#### INSTRUCTIONS TO FOLLOW:
Once every line below has been checked for "ChildStdin", give only the number of lines that have it.

Collected data entries
┌──
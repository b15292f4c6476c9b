//! Execution session state machine
//!
//! One session binds one interpreter process, its transcripts, and the
//! input-wait detector for the lifetime of one submitted cell. Every
//! execute/resume call races process exit, input-wait detection, and a
//! timeout; whichever fires first resolves that call's waiter, exactly once.
//! Later stream events still land in the transcripts but never resolve a
//! finished waiter.

use std::sync::atomic::{AtomicBool, Ordering};
use std::sync::Arc;
use std::time::{Duration, Instant};

use chrono::{DateTime, Utc};
use tempfile::NamedTempFile;
use tokio::io::AsyncReadExt;
use tokio::process::ChildStdin;
use tokio::sync::{broadcast, oneshot, Mutex};
use tokio::task::JoinHandle;
use tokio_util::sync::CancellationToken;
use tracing::{debug, warn};

use super::detect::InputWaitDetector;
use super::process::{self, ProcessHandle};
use super::registry::SessionRegistry;
use super::transcript::Transcript;
use super::types::{ExecutionResult, SessionEvent, SessionSnapshot, SessionState, StreamKind};
use crate::error::RuncellError;

/// Grace period for readers to drain once the process has exited
const DRAIN_GRACE: Duration = Duration::from_millis(500);

/// How the process left the Running state
enum ExitOutcome {
    /// Natural exit with a code
    Exited(i32),
    /// Killed through the session's kill token (cancel or timeout)
    Killed,
    /// The wait itself failed
    WaitFailed(String),
}

/// State guarded by the session gate
///
/// Input forwarding, detection, and exit handling all contend for the
/// transition out of the current state; one lock keeps them mutually
/// exclusive, so a second resume is rejected before the first is applied.
struct Gate {
    state: SessionState,
    stdin: Option<ChildStdin>,
    waiter: Option<oneshot::Sender<ExecutionResult>>,
    pending_prompt: Option<String>,
    timer: Option<CancellationToken>,
}

impl Gate {
    /// Install a fresh waiter and timer for one execute/resume call
    fn arm(&mut self) -> (oneshot::Receiver<ExecutionResult>, CancellationToken) {
        let (tx, rx) = oneshot::channel();
        let timer = CancellationToken::new();
        self.state = SessionState::Running;
        self.waiter = Some(tx);
        if let Some(old) = self.timer.replace(timer.clone()) {
            old.cancel();
        }
        (rx, timer)
    }
}

/// One live execution session for one cell
pub struct ExecutionSession {
    cell_id: String,
    gate: Mutex<Gate>,
    stdout: Mutex<Transcript>,
    stderr: Mutex<Transcript>,
    detector: Arc<dyn InputWaitDetector>,
    events: broadcast::Sender<SessionEvent>,
    /// Signals the supervisor to kill the process
    kill: CancellationToken,
    /// Set by the timer before it fires the kill token
    timed_out: AtomicBool,
    started: Instant,
    started_at: DateTime<Utc>,
}

impl ExecutionSession {
    pub fn new(
        cell_id: &str,
        stdin: Option<ChildStdin>,
        detector: Arc<dyn InputWaitDetector>,
        events: broadcast::Sender<SessionEvent>,
    ) -> Self {
        Self {
            cell_id: cell_id.to_string(),
            gate: Mutex::new(Gate {
                state: SessionState::Spawning,
                stdin,
                waiter: None,
                pending_prompt: None,
                timer: None,
            }),
            stdout: Mutex::new(Transcript::new()),
            stderr: Mutex::new(Transcript::new()),
            detector,
            events,
            kill: CancellationToken::new(),
            timed_out: AtomicBool::new(false),
            started: Instant::now(),
            started_at: Utc::now(),
        }
    }

    pub fn cell_id(&self) -> &str {
        &self.cell_id
    }

    pub fn elapsed_ms(&self) -> u64 {
        self.started.elapsed().as_millis() as u64
    }

    pub async fn state(&self) -> SessionState {
        self.gate.lock().await.state
    }

    pub async fn snapshot(&self) -> SessionSnapshot {
        let gate = self.gate.lock().await;
        SessionSnapshot {
            cell_id: self.cell_id.clone(),
            state: gate.state,
            started_at: self.started_at,
            elapsed_ms: self.elapsed_ms(),
            pending_prompt: gate.pending_prompt.clone(),
        }
    }

    /// Signal the process to die; cleanup happens in the supervisor
    pub fn request_termination(&self) {
        self.kill.cancel();
    }

    /// Install the completion waiter for the initial execute call and arm
    /// the timeout
    pub async fn begin_wait(
        self: &Arc<Self>,
        timeout: Duration,
    ) -> oneshot::Receiver<ExecutionResult> {
        let (rx, timer) = self.gate.lock().await.arm();
        self.spawn_timer(timer, timeout);
        rx
    }

    /// Forward one line of input to a paused session and wait for the next
    /// resolution
    ///
    /// The whole check-write-rearm sequence holds the gate, so of two racing
    /// forwards exactly one delivers; the other observes Running and is
    /// rejected.
    pub async fn forward_input(self: &Arc<Self>, input: &str, timeout: Duration) -> ExecutionResult {
        let mut gate = self.gate.lock().await;
        if gate.state != SessionState::WaitingForInput {
            return ExecutionResult::failed(
                RuncellError::NotWaitingForInput(self.cell_id.clone()).to_string(),
                self.elapsed_ms(),
            );
        }
        gate.pending_prompt = None;

        let Some(stdin) = gate.stdin.as_mut() else {
            self.kill.cancel();
            return ExecutionResult::failed(
                RuncellError::StdinUnavailable(self.cell_id.clone()).to_string(),
                self.elapsed_ms(),
            );
        };
        if let Err(e) = process::write_line(stdin, input).await {
            // Process died between detection and delivery
            warn!(cell_id = %self.cell_id, error = %e, "Failed to deliver input, killing process");
            self.kill.cancel();
            return ExecutionResult::failed(
                format!("failed to deliver input: {e}"),
                self.elapsed_ms(),
            );
        }
        debug!(cell_id = %self.cell_id, "Forwarded input to session");

        let (rx, timer) = gate.arm();
        drop(gate);
        self.spawn_timer(timer, timeout);

        match rx.await {
            Ok(result) => result,
            Err(_) => ExecutionResult::failed(
                "session closed before resolving",
                self.elapsed_ms(),
            ),
        }
    }

    /// Arm a cancelable timer that kills the process when the wait budget
    /// runs out. Canceled whenever the session leaves Running by any other
    /// path.
    fn spawn_timer(self: &Arc<Self>, timer: CancellationToken, timeout: Duration) {
        let session = Arc::clone(self);
        tokio::spawn(async move {
            tokio::select! {
                _ = timer.cancelled() => {}
                _ = tokio::time::sleep(timeout) => {
                    debug!(
                        cell_id = %session.cell_id,
                        timeout_ms = timeout.as_millis() as u64,
                        "Execution timed out, killing process"
                    );
                    session.timed_out.store(true, Ordering::SeqCst);
                    session.kill.cancel();
                }
            }
        });
    }

    /// Move Running -> WaitingForInput after a positive detection
    ///
    /// Resolves the in-flight waiter with a paused result carrying the
    /// prompt. Ignored when no request is in flight or the session has
    /// already left Running.
    async fn enter_input_wait(&self, prompt: String) {
        let mut gate = self.gate.lock().await;
        if gate.state != SessionState::Running {
            return;
        }
        let Some(waiter) = gate.waiter.take() else {
            return;
        };
        gate.state = SessionState::WaitingForInput;
        gate.pending_prompt = Some(prompt.clone());
        if let Some(timer) = gate.timer.take() {
            timer.cancel();
        }

        let output = self.stdout.lock().await.text().to_string();
        debug!(cell_id = %self.cell_id, prompt = %prompt, "Session waiting for input");
        let _ = self.events.send(SessionEvent::InputRequested {
            cell_id: self.cell_id.clone(),
            prompt: prompt.clone(),
        });
        let _ = waiter.send(ExecutionResult::waiting(output, prompt, self.elapsed_ms()));
    }

    /// Resolve the session at process exit, natural or killed
    ///
    /// The single terminal transition: the timeout and cancel paths only
    /// signal the kill token and let this run. A session already terminal
    /// is left untouched.
    async fn finish(&self, outcome: ExitOutcome) {
        let mut gate = self.gate.lock().await;
        if gate.state.is_terminal() {
            return;
        }

        let elapsed = self.elapsed_ms();
        let stdout = self.stdout.lock().await.text().to_string();
        let stderr = self.stderr.lock().await.text().to_string();

        let (state, exit_code, result) = match outcome {
            ExitOutcome::Exited(0) => (
                SessionState::Completed,
                Some(0),
                ExecutionResult::completed(stdout, elapsed),
            ),
            ExitOutcome::Exited(code) => {
                let output = if stderr.is_empty() { stdout } else { stderr };
                (
                    SessionState::Failed,
                    Some(code),
                    ExecutionResult::failed(output, elapsed),
                )
            }
            ExitOutcome::Killed if self.timed_out.load(Ordering::SeqCst) => (
                SessionState::Completed,
                None,
                // Timeout counts as success: forward progress with whatever
                // output accumulated beats surfacing a hung-process error.
                ExecutionResult::completed(stdout, elapsed),
            ),
            ExitOutcome::Killed => (
                SessionState::Terminated,
                None,
                ExecutionResult::completed(stdout, elapsed),
            ),
            ExitOutcome::WaitFailed(message) => (
                SessionState::Failed,
                None,
                ExecutionResult::failed(message, elapsed),
            ),
        };

        gate.state = state;
        gate.pending_prompt = None;
        gate.stdin = None;
        if let Some(timer) = gate.timer.take() {
            timer.cancel();
        }

        if state == SessionState::Failed {
            warn!(cell_id = %self.cell_id, exit_code = ?exit_code, "Session failed");
        } else {
            debug!(cell_id = %self.cell_id, state = state.as_str(), exit_code = ?exit_code, "Session finished");
        }

        let _ = self.events.send(SessionEvent::Finished {
            cell_id: self.cell_id.clone(),
            state,
            exit_code,
        });
        if let Some(waiter) = gate.waiter.take() {
            let _ = waiter.send(result);
        }
    }
}

// ============================================================================
// Session Tasks
// ============================================================================

/// Pump one output stream into its transcript, running input-wait detection
/// on stdout chunks
pub(crate) fn spawn_reader<R>(
    session: Arc<ExecutionSession>,
    kind: StreamKind,
    stream: R,
) -> JoinHandle<()>
where
    R: tokio::io::AsyncRead + Unpin + Send + 'static,
{
    tokio::spawn(async move {
        let mut stream = stream;
        let mut buf = [0u8; 4096];
        loop {
            let n = match stream.read(&mut buf).await {
                Ok(0) => break,
                Ok(n) => n,
                Err(_) => break,
            };

            let transcript_lock = match kind {
                StreamKind::Stdout => &session.stdout,
                StreamKind::Stderr => &session.stderr,
            };
            let (text, chunk) = {
                let mut transcript = transcript_lock.lock().await;
                transcript.push_bytes(&buf[..n]);
                (
                    transcript.text().to_string(),
                    transcript.last_chunk().to_string(),
                )
            };
            if chunk.is_empty() {
                // All bytes held back mid-sequence
                continue;
            }

            let _ = session.events.send(SessionEvent::Output {
                cell_id: session.cell_id.clone(),
                stream: kind,
                chunk: chunk.clone(),
            });

            if kind == StreamKind::Stdout {
                if let Some(prompt) = session.detector.detect(&text, &chunk) {
                    session.enter_input_wait(prompt).await;
                }
            }
        }

        let transcript_lock = match kind {
            StreamKind::Stdout => &session.stdout,
            StreamKind::Stderr => &session.stderr,
        };
        transcript_lock.lock().await.finish();
        debug!(cell_id = %session.cell_id, stream = ?kind, "Stream reader finished");
    })
}

/// Drive one session to its end: wait for exit or the kill signal, drain the
/// readers, resolve the session, and drop the registry entry.
///
/// The temporary script file, when present, lives exactly as long as this
/// task.
pub(crate) fn spawn_supervisor(
    session: Arc<ExecutionSession>,
    registry: Arc<SessionRegistry>,
    mut handle: ProcessHandle,
    script: Option<NamedTempFile>,
    readers: Vec<JoinHandle<()>>,
) -> JoinHandle<()> {
    tokio::spawn(async move {
        let outcome = tokio::select! {
            status = handle.wait() => match status {
                Ok(status) => ExitOutcome::Exited(status.code().unwrap_or(-1)),
                Err(e) => ExitOutcome::WaitFailed(format!("failed to wait on process: {e}")),
            },
            _ = session.kill.cancelled() => {
                handle.terminate();
                let _ = handle.wait().await;
                ExitOutcome::Killed
            }
        };

        // Bytes already in transit may still arrive after a kill; give the
        // readers a bounded window. A reader can stay blocked forever when
        // the child's own descendants hold the pipe open.
        for mut reader in readers {
            if tokio::time::timeout(DRAIN_GRACE, &mut reader).await.is_err() {
                reader.abort();
            }
        }

        registry.remove_if_same(session.cell_id(), &session).await;
        session.finish(outcome).await;
        drop(script);
    })
}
└──
#### RESULT FOR THIS EXERCISE:
3